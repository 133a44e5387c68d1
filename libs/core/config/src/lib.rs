pub mod tracing;

use std::env;
use std::str::FromStr;
use thiserror::Error;

/// Configuration error type
#[derive(Error, Debug)]
pub enum ConfigError {
    #[error("Environment variable '{0}' is required but not set")]
    MissingEnvVar(String),

    #[error("Failed to parse environment variable '{key}': {details}")]
    ParseError { key: String, details: String },

    #[error("Unterminated variable reference in '{0}'")]
    UnterminatedReference(String),
}

/// Application environment (dev = local runs, prod = deployed workers)
#[derive(Clone, Debug, PartialEq, Eq)]
pub enum Environment {
    Development,
    Production,
}

impl Environment {
    pub fn from_env() -> Self {
        let app_env = env::var("APP_ENV").unwrap_or_else(|_| "development".to_string());

        if app_env.eq_ignore_ascii_case("production") {
            Environment::Production
        } else {
            Environment::Development
        }
    }

    pub fn is_production(&self) -> bool {
        matches!(self, Environment::Production)
    }

    pub fn is_development(&self) -> bool {
        matches!(self, Environment::Development)
    }
}

/// Helper to load an environment variable with a default value
pub fn env_or_default(key: &str, default: &str) -> String {
    env::var(key).unwrap_or_else(|_| default.to_string())
}

/// Helper to load an environment variable or return an error
pub fn env_required(key: &str) -> Result<String, ConfigError> {
    env::var(key).map_err(|_| ConfigError::MissingEnvVar(key.to_string()))
}

/// Load and parse an environment variable, falling back to `default` when unset.
pub fn env_parse<T>(key: &str, default: T) -> Result<T, ConfigError>
where
    T: FromStr,
    T::Err: std::fmt::Display,
{
    match env::var(key) {
        Ok(raw) => raw.trim().parse().map_err(|e: T::Err| ConfigError::ParseError {
            key: key.to_string(),
            details: e.to_string(),
        }),
        Err(_) => Ok(default),
    }
}

/// Expand `${VAR}` references in a configuration value.
///
/// Used for secrets in the pipeline document (API keys, OAuth tokens) so they
/// never have to be committed in plain text. A referenced variable that is not
/// set is an error; text without references is returned unchanged.
pub fn expand_env(value: &str) -> Result<String, ConfigError> {
    let mut out = String::with_capacity(value.len());
    let mut rest = value;

    while let Some(start) = rest.find("${") {
        out.push_str(&rest[..start]);
        let after = &rest[start + 2..];
        let end = after
            .find('}')
            .ok_or_else(|| ConfigError::UnterminatedReference(value.to_string()))?;
        out.push_str(&env_required(&after[..end])?);
        rest = &after[end + 1..];
    }

    out.push_str(rest);
    Ok(out)
}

::::

Exercise goal: Set every record down word for word, omitting none.

Result for this exercise:
repository 133a44e5387c68d1
filename libs/core/config/src/lib.rs
pub mod tracing;

use std::env;
use std::str::FromStr;
use thiserror::Error;

/// Configuration error type
#[derive(Error, Debug)]
pub enum ConfigError {
    #[error("Environment variable '{0}' is required but not set")]
    MissingEnvVar(String),

    #[error("Failed to parse environment variable '{key}': {details}")]
    ParseError { key: String, details: String },

    #[error("Unterminated variable reference in '{0}'")]
    UnterminatedReference(String),
}

/// Application environment (dev = local runs, prod = deployed workers)
#[derive(Clone, Debug, PartialEq, Eq)]
pub enum Environment {
    Development,
    Production,
}

impl Environment {
    pub fn from_env() -> Self {
        let app_env = env::var("APP_ENV").unwrap_or_else(|_| "development".to_string());

        if app_env.eq_ignore_ascii_case("production") {
            Environment::Production
        } else {
            Environment::Development
        }
    }

    pub fn is_production(&self) -> bool {
        matches!(self, Environment::Production)
    }

    pub fn is_development(&self) -> bool {
        matches!(self, Environment::Development)
    }
}

/// Helper to load an environment variable with a default value
pub fn env_or_default(key: &str, default: &str) -> String {
    env::var(key).unwrap_or_else(|_| default.to_string())
}

/// Helper to load an environment variable or return an error
pub fn env_required(key: &str) -> Result<String, ConfigError> {
    env::var(key).map_err(|_| ConfigError::MissingEnvVar(key.to_string()))
}

/// Load and parse an environment variable, falling back to `default` when unset.
pub fn env_parse<T>(key: &str, default: T) -> Result<T, ConfigError>
where
    T: FromStr,
    T::Err: std::fmt::Display,
{
    match env::var(key) {
        Ok(raw) => raw.trim().parse().map_err(|e: T::Err| ConfigError::ParseError {
            key: key.to_string(),
            details: e.to_string(),
        }),
        Err(_) => Ok(default),
    }
}

/// Expand `${VAR}` references in a configuration value.
///
/// Used for secrets in the pipeline document (API keys, OAuth tokens) so they
/// never have to be committed in plain text. A referenced variable that is not
/// set is an error; text without references is returned unchanged.
pub fn expand_env(value: &str) -> Result<String, ConfigError> {
    let mut out = String::with_capacity(value.len());
    let mut rest = value;

    while let Some(start) = rest.find("${") {
        out.push_str(&rest[..start]);
        let after = &rest[start + 2..];
        let end = after
            .find('}')
            .ok_or_else(|| ConfigError::UnterminatedReference(value.to_string()))?;
        out.push_str(&env_required(&after[..end])?);
        rest = &after[end + 1..];
    }

    out.push_str(rest);
    Ok(out)
}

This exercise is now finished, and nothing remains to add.